Wednesday, Nov. 10 —
The financial-services legislation that will soon become law is a disaster in the making. Among other bad impacts, it creates huge new risks in the technology-driven financial system. It will let commercial banks, insurance companies, investment banks, brokerages and other financial institutions buy each other and go into each others’ markets. Congress didn’t beef up regulatory oversight to match the heightened incentives for financial institutions to take scary chances with customers’ — and ultimately taxpayers’ — money. The legislation also guts the valuable 1977 Community Reinvestment Act requirements that helped ensure at least some lending in poorer areas.

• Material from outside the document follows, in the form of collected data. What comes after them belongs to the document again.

//! Centralized error handling for lvis2nc
//!
//! Every failure in the conversion core is scoped to a single input file.
//! The batch runner and the archive sync wrap these in [`ConversionError`]
//! so the caller can log the offending file and carry on with the rest.

use std::path::PathBuf;

/// Main error type for lvis2nc operations
#[derive(thiserror::Error, Debug)]
pub enum LvisError {
    /// File name does not carry mission/region/date/release metadata
    #[error("Malformed LVIS file name '{name}': {reason}")]
    MalformedFilename { name: String, reason: String },

    /// A data line could not be split or cast according to its schema
    #[error("Record parse error on line {line}: {message}")]
    RecordParse { line: usize, message: String },

    /// Version tag that maps to neither LDS generation
    #[error("Unsupported LVIS data structure version '{version}'")]
    UnsupportedSchema { version: String },

    /// Subset index past the last data record
    #[error("Subset index {index} out of range ({available} records available)")]
    SubsetOutOfRange { index: usize, available: usize },

    /// Writer asked for a column the record set does not hold
    #[error("Field '{field}' missing from record set")]
    MissingField { field: String },

    /// Permission mode given on the command line is not octal
    #[error("Invalid permission mode '{value}': expected an octal number such as 775")]
    InvalidMode { value: String },

    /// NetCDF file operation errors
    #[error("NetCDF error: {0}")]
    NetCDFError(#[from] netcdf::Error),

    /// I/O operation errors
    #[error("I/O error: {0}")]
    IoError(#[from] std::io::Error),

    /// Thread pool configuration error
    #[error("Thread pool error: {0}")]
    ThreadPoolError(String),

    /// Archive listing or transfer failure
    #[error("Archive error: {0}")]
    Archive(String),

    /// Generic error for anything else
    #[error("{0}")]
    Generic(String),
}

/// A failure attributed to one input file of a batch
#[derive(thiserror::Error, Debug)]
#[error("{}: {source}", .file.display())]
pub struct ConversionError {
    pub file: PathBuf,
    #[source]
    pub source: LvisError,
}

impl ConversionError {
    pub fn new(file: impl Into<PathBuf>, source: LvisError) -> Self {
        Self {
            file: file.into(),
            source,
        }
    }
}

/// Result type alias for lvis2nc operations
pub type Result<T> = std::result::Result<T, LvisError>;
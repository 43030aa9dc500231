//! Julian day and J2000 time conversions
//!
//! Record times in a Level-2 file are UTC seconds of the acquisition day.
//! They are turned into continuous J2000 seconds by adding the whole-day
//! offset of the acquisition date from the J2000 epoch.

use chrono::{Datelike, Duration, NaiveDate, NaiveDateTime};

/// Julian day of the J2000 epoch, 2000-01-01 12:00:00 UTC
pub const J2000_JULIAN_DAY: f64 = 2_451_545.0;

/// Seconds per day
pub const SECONDS_PER_DAY: f64 = 86_400.0;

/// Julian day of a calendar date and time of day
///
/// Gregorian calendar formula from the Wolfram ScienceWorld Julian date entry.
#[must_use]
pub fn julian_day(year: i32, month: u32, day: u32, hour: f64, minute: f64, second: f64) -> f64 {
    let y = f64::from(year);
    let m = f64::from(month);
    let d = f64::from(day);
    367.0 * y - (7.0 * (y + ((m + 9.0) / 12.0).floor()) / 4.0).floor()
        - (3.0 * (((y + (m - 9.0) / 7.0) / 100.0).floor() + 1.0) / 4.0).floor()
        + (275.0 * m / 9.0).floor()
        + d
        + 1_721_028.5
        + hour / 24.0
        + minute / 1440.0
        + second / SECONDS_PER_DAY
}

/// Julian day at 00:00 UTC of a date
#[must_use]
pub fn julian_day_of_date(date: NaiveDate) -> f64 {
    julian_day(date.year(), date.month(), date.day(), 0.0, 0.0, 0.0)
}

/// J2000 seconds of each record: day offset from the epoch plus seconds of day
#[must_use]
pub fn j2000_seconds(day_julian: f64, seconds_of_day: f64) -> f64 {
    (day_julian - J2000_JULIAN_DAY) * SECONDS_PER_DAY + seconds_of_day
}

fn j2000_epoch() -> NaiveDateTime {
    NaiveDate::from_ymd_opt(2000, 1, 1)
        .and_then(|d| d.and_hms_opt(12, 0, 0))
        .unwrap_or_default()
}

/// Calendar date and time of a J2000 second count, truncated to whole seconds
///
/// Returns `None` for non-finite input or instants chrono cannot represent.
#[must_use]
pub fn j2000_to_datetime(seconds: f64) -> Option<NaiveDateTime> {
    if !seconds.is_finite() {
        return None;
    }
    let whole = seconds.floor();
    if whole.abs() > i64::MAX as f64 / 2.0 {
        return None;
    }
    let delta = Duration::try_seconds(whole as i64)?;
    j2000_epoch().checked_add_signed(delta)
}
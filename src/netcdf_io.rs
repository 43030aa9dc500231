//! NetCDF-4 output of parsed Level-2 records
//!
//! Each record set becomes one netCDF-4 (HDF5) document: a root
//! `Shot_Number` dimension and coordinate variable, one group per block of
//! related fields, descriptive attributes on every variable, and global
//! attributes describing provenance and the spatial/temporal extent.
//!
//! Documents are staged in a temporary file next to the target and renamed
//! into place only after the netCDF handle has been closed, so a failed
//! conversion never leaves a truncated file under the output name.

use crate::attributes::field_attributes;
use crate::errors::{LvisError, Result};
use crate::julian::j2000_to_datetime;
use crate::parser::{Column, RecordSet};
use crate::schema::{GroupLayout, SHOT_DIMENSION};
use chrono::Local;
use netcdf::{FileMut, GroupMut, VariableMut};
use std::path::Path;
use tempfile::NamedTempFile;
use tracing::debug;

/// Default deflate level for every dataset
pub const DEFAULT_COMPRESSION_LEVEL: i32 = 4;

/// Dataset storage options
#[derive(Debug, Clone, Copy, PartialEq, Eq)]
pub struct WriteOptions {
    /// Deflate level 0-9, 0 disables compression
    pub compression_level: i32,
    pub shuffle: bool,
}

impl Default for WriteOptions {
    fn default() -> Self {
        Self {
            compression_level: DEFAULT_COMPRESSION_LEVEL,
            shuffle: true,
        }
    }
}

const TITLE: &str = "IceBridge LVIS L2 Geolocated Surface Elevation";
const COMMENT: &str = "Operation IceBridge products may include test flight data that are \
    not useful for research and scientific analysis. Test flights usually occur at the \
    beginning of campaigns. Users should read flight reports for the flights that \
    collected any of the data they intend to use";
const SUMMARY: &str = "Surface elevation measurements over areas including Greenland and \
    Antarctica. The data were collected as part of NASA Operation IceBridge funded \
    campaigns.";
const REFERENCES: &str =
    "http://lvis.gsfc.nasa.gov/, http://nsidc.org/data/docs/daac/icebridge/ilvis2";
const PROJECT: &str = "NASA Operation IceBridge";
const INSTRUMENT: &str = "Land, Vegetation, and Ice Sensor (LVIS)";

/// Writer for one record set
pub struct NetCDFWriter<'a> {
    records: &'a RecordSet,
    output_path: &'a Path,
    options: WriteOptions,
}

impl<'a> NetCDFWriter<'a> {
    /// Create a new NetCDF writer
    pub fn new(records: &'a RecordSet, output_path: &'a Path, options: WriteOptions) -> Self {
        Self {
            records,
            output_path,
            options,
        }
    }

    /// Write the document and commit it under the output path
    ///
    /// `source` names the input file and is stored as provenance.
    pub fn write_document(&self, source: &str) -> Result<()> {
        let staging = staging_file(self.output_path)?;

        let mut file = netcdf::create(staging.path())?;
        self.populate(&mut file, source)?;
        // closes the netCDF handle before the rename
        drop(file);

        staging
            .persist(self.output_path)
            .map_err(|e| LvisError::IoError(e.error))?;
        debug!(path = %self.output_path.display(), "committed netCDF document");
        Ok(())
    }

    fn populate(&self, file: &mut FileMut, source: &str) -> Result<()> {
        let n_records = self.records.len();
        file.add_dimension(SHOT_DIMENSION, n_records)?;

        {
            let shots = self
                .records
                .field(SHOT_DIMENSION)
                .ok_or_else(|| LvisError::MissingField {
                    field: SHOT_DIMENSION.to_string(),
                })?;
            let mut var = file.add_variable::<i64>(SHOT_DIMENSION, &[SHOT_DIMENSION])?;
            self.store(&mut var, SHOT_DIMENSION, shots)?;
        }

        for layout in self.records.schema().groups() {
            let mut group = file.add_group(layout.name)?;
            self.write_group(&mut group, layout)?;
        }

        self.write_global_attributes(file, source)?;
        Ok(())
    }

    fn write_group(&self, group: &mut GroupMut, layout: &GroupLayout) -> Result<()> {
        for &field in layout.fields {
            let column = self
                .records
                .field(field)
                .ok_or_else(|| LvisError::MissingField {
                    field: field.to_string(),
                })?;
            let mut var = match column {
                Column::Integer(_) => group.add_variable::<i64>(field, &[SHOT_DIMENSION])?,
                Column::Float(_) => group.add_variable::<f64>(field, &[SHOT_DIMENSION])?,
            };
            var.put_attribute("coordinates", SHOT_DIMENSION)?;
            self.store(&mut var, field, column)?;
        }
        debug!(group = layout.name, datasets = layout.fields.len(), "wrote group");
        Ok(())
    }

    /// Compress, describe and fill one variable
    fn store(&self, var: &mut VariableMut, field: &str, column: &Column) -> Result<()> {
        if self.options.compression_level > 0 {
            var.set_compression(self.options.compression_level, self.options.shuffle)?;
        }

        if let Some(attrs) = field_attributes(field) {
            var.put_attribute("long_name", attrs.long_name.as_str())?;
            if let Some(units) = attrs.units {
                var.put_attribute("units", units)?;
            }
            var.put_attribute("description", attrs.description.as_str())?;
            if let Some((min, max)) = attrs.valid_range {
                var.put_attribute("valid_min", min)?;
                var.put_attribute("valid_max", max)?;
            }
        }

        if column.is_empty() {
            return Ok(());
        }
        match column {
            Column::Integer(values) => var.put_values(&values.to_vec(), ..)?,
            Column::Float(values) => var.put_values(&values.to_vec(), ..)?,
        }
        Ok(())
    }

    fn write_global_attributes(&self, file: &mut FileMut, source: &str) -> Result<()> {
        file.add_attribute("featureType", "trajectory")?;
        file.add_attribute("title", TITLE)?;
        file.add_attribute("comment", COMMENT)?;
        file.add_attribute("summary", SUMMARY)?;
        file.add_attribute("references", REFERENCES)?;
        file.add_attribute(
            "date_created",
            Local::now().format("%Y-%m-%d").to_string(),
        )?;
        file.add_attribute("project", PROJECT)?;
        file.add_attribute("instrument", INSTRUMENT)?;
        file.add_attribute("processing_level", "2")?;
        file.add_attribute("elevation_file", source)?;
        file.add_attribute("version", self.records.schema().tag())?;

        if let Some(bounds) = bounding_box(self.records)? {
            file.add_attribute("geospatial_lat_min", bounds.lat_min)?;
            file.add_attribute("geospatial_lat_max", bounds.lat_max)?;
            file.add_attribute("geospatial_lon_min", bounds.lon_min)?;
            file.add_attribute("geospatial_lon_max", bounds.lon_max)?;
        }
        file.add_attribute("geospatial_lat_units", "degrees_north")?;
        file.add_attribute("geospatial_lon_units", "degrees_east")?;
        file.add_attribute("geospatial_ellipsoid", "WGS84")?;
        file.add_attribute("time_type", "UTC")?;
        file.add_attribute("date_type", "J2000")?;

        if let Some(range) = time_range(self.records)? {
            file.add_attribute("RangeBeginningTime", range.beginning_time)?;
            file.add_attribute("RangeEndingTime", range.ending_time)?;
            file.add_attribute("RangeBeginningDate", range.beginning_date)?;
            file.add_attribute("RangeEndingDate", range.ending_date)?;
            file.add_attribute("DurationTime", range.duration)?;
        }
        Ok(())
    }
}

/// Temporary file beside `target` that is renamed over it on commit
///
/// Created with mode `0o666` less the umask, like a plainly created file,
/// rather than the `0o600` temp-file default, so an unset permission mode
/// leaves committed files with ordinary permissions.
pub fn staging_file(target: &Path) -> Result<NamedTempFile> {
    let dir = target
        .parent()
        .filter(|p| !p.as_os_str().is_empty())
        .unwrap_or_else(|| Path::new("."));
    let mut builder = tempfile::Builder::new();
    builder.prefix(".lvis2nc-").suffix(".part");
    #[cfg(unix)]
    {
        use std::os::unix::fs::PermissionsExt;
        builder.permissions(std::fs::Permissions::from_mode(0o666));
    }
    Ok(builder.tempfile_in(dir)?)
}

/// Spatial extent of the lowest detected mode
#[derive(Debug, Clone, Copy, PartialEq)]
pub struct BoundingBox {
    pub lat_min: f64,
    pub lat_max: f64,
    pub lon_min: f64,
    pub lon_max: f64,
}

/// Min/max of `Latitude_Low` and `Longitude_Low`; `None` for an empty set
pub fn bounding_box(records: &RecordSet) -> Result<Option<BoundingBox>> {
    if records.is_empty() {
        return Ok(None);
    }
    let lat = records.float("Latitude_Low")?;
    let lon = records.float("Longitude_Low")?;
    Ok(Some(BoundingBox {
        lat_min: lat.iter().copied().fold(f64::INFINITY, f64::min),
        lat_max: lat.iter().copied().fold(f64::NEG_INFINITY, f64::max),
        lon_min: lon.iter().copied().fold(f64::INFINITY, f64::min),
        lon_max: lon.iter().copied().fold(f64::NEG_INFINITY, f64::max),
    }))
}

/// Human-readable acquisition range derived from the first and last shot
#[derive(Debug, Clone, PartialEq, Eq)]
pub struct TimeRange {
    pub beginning_time: String,
    pub ending_time: String,
    pub beginning_date: String,
    pub ending_date: String,
    /// Whole seconds between the first and last shot
    pub duration: String,
}

/// Range attributes from the J2000 column; `None` for an empty set
pub fn time_range(records: &RecordSet) -> Result<Option<TimeRange>> {
    let j2000 = records.j2000()?;
    let (Some(&first), Some(&last)) = (j2000.first(), j2000.last()) else {
        return Ok(None);
    };
    let invalid = |value: f64| LvisError::Generic(format!("J2000 time {} out of range", value));
    let begin = j2000_to_datetime(first).ok_or_else(|| invalid(first))?;
    let end = j2000_to_datetime(last).ok_or_else(|| invalid(last))?;
    Ok(Some(TimeRange {
        beginning_time: begin.format("%H:%M:%S").to_string(),
        ending_time: end.format("%H:%M:%S").to_string(),
        beginning_date: begin.format("%Y:%m:%d").to_string(),
        ending_date: end.format("%Y:%m:%d").to_string(),
        duration: format!("{:.0}", last - first),
    }))
}

/// Writes a parsed record set to a netCDF-4 document at `output_path`.
pub fn write_records_to_netcdf(
    records: &RecordSet,
    source: &str,
    output_path: &Path,
    options: WriteOptions,
) -> Result<()> {
    let writer = NetCDFWriter::new(records, output_path, options);
    writer.write_document(source)
}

Big Money, in the form of bribes to politicians — sorry, I should say “campaign contributions” — has again carried the day. It’s a disgrace.
But bad macroeconomic policy isn’t the only problem. At the behest of the big-money interests, customer privacy has been left out of this legislation. Congress gutted provisions that would have forced the financial institutions to ask our permission before sharing data with other parts of their conglomerates.
So now, if your bank is in bed with an insurance company and mortage company, your medical information may be shared with your banker. Your credit-card information may go to your life-insurance company. Your tax return (required with most mortgage applications) will find its way to everyone. And so on.
The alleged benefits of this law are one-stop shopping for financial services. That’s a crock. Technology will soon give us all a way to create a shopping basket of discrete financial services without putting all of our eggs, and most sensitive personal information, in the hands of people who see us more and more as data to be churned, and less and less as human beings.
There’s only one thing you can do about this. You can move your various accounts into institutions that are not part of giant financial conglomerates. That’s my plan.
Goodbye, Wells Fargo. You got what you wanted from Congress. Now you’re going to get what you deserve from me — one less customer.
Taipei’s Answer to Fry’s?
Here’s a cross between a flea market and a retail store — a multi-floor grab-bag of shops selling all kinds of computer-related goods and accessories.
It makes a lot of sense, actually. A great deal of the world’s PC and peripheral manufacturing is done here in Taiwan, and it’s natural that some of those goods make their way into the local consumer market.
Some of the shops inside this building are little more than cubby-holes. Others are somewhat bigger. Collectively they add up to a serious selection of goods, ranging from PCs (especially laptops) to software, CD-ROM drives, add-in cards, chips, memory, motherboards and more. At least one of the stores was selling video CDs and DVDs at, shall we say, very low prices.
Some of the personal technology here and in Hong Kong is truly remarkable. Stay tuned for a report on Asian gadgets.
P.S. For those of you not in the Bay Area, Fry’s is the Silicon Valley-based chain of gigantic computer and electronics supermarkets.
Ballmer’s Turn
It looks like Steve Ballmer, president of Microsoft Corp., has been designated as the principal front man in the company’s campaign to explain away its growing legal troubles. This makes sense, given Bill Gates’ total lack of credibility at this point. Ballmer wasn’t a witness at the antitrust trial in Washington, and as far as I can tell, his deposition testimony, if he gave any, hasn’t been made public.
I found Ballmer’s latest contribution to the public debate in the Asian Wall Street Journal this morning. In a piece on the newspaper’s editorial page, Ballmer (or whoever wrote the column for him) trots out the usual arguments to support the idea that his company a) is in imminent danger of demise due to the efforts of the Linux community and other enemies; b) behaves with utter integrity; and c) really, really wants to resolve this matter.
He recites the standard company mantra: “Microsoft is standing up for a fundamental principle on which the entire high-technology industry is built — the freedom to innovate and create competitive new products that better meet our customers’ needs.”
Later, he notes that Microsoft is “held to a very high standard of conduct.” That’s interesting language. Obviously, given the evidence, Microsoft doesn’t hold itself to a high standard of conduct. Luckily for Microsoft’s customers and the future of free enterprise in America, the Department of Justice, state attorneys general and other people have intervened in this regard.
In fact, Microsoft is standing up for the fundamentally ugly principles on which it was built — the right to monopolize its market; brutalize any potential competition by using its monopoly power; and eliminate antitrust enforcement in the Digital Age.
Ballmer is right about at least one thing. The stakes are high.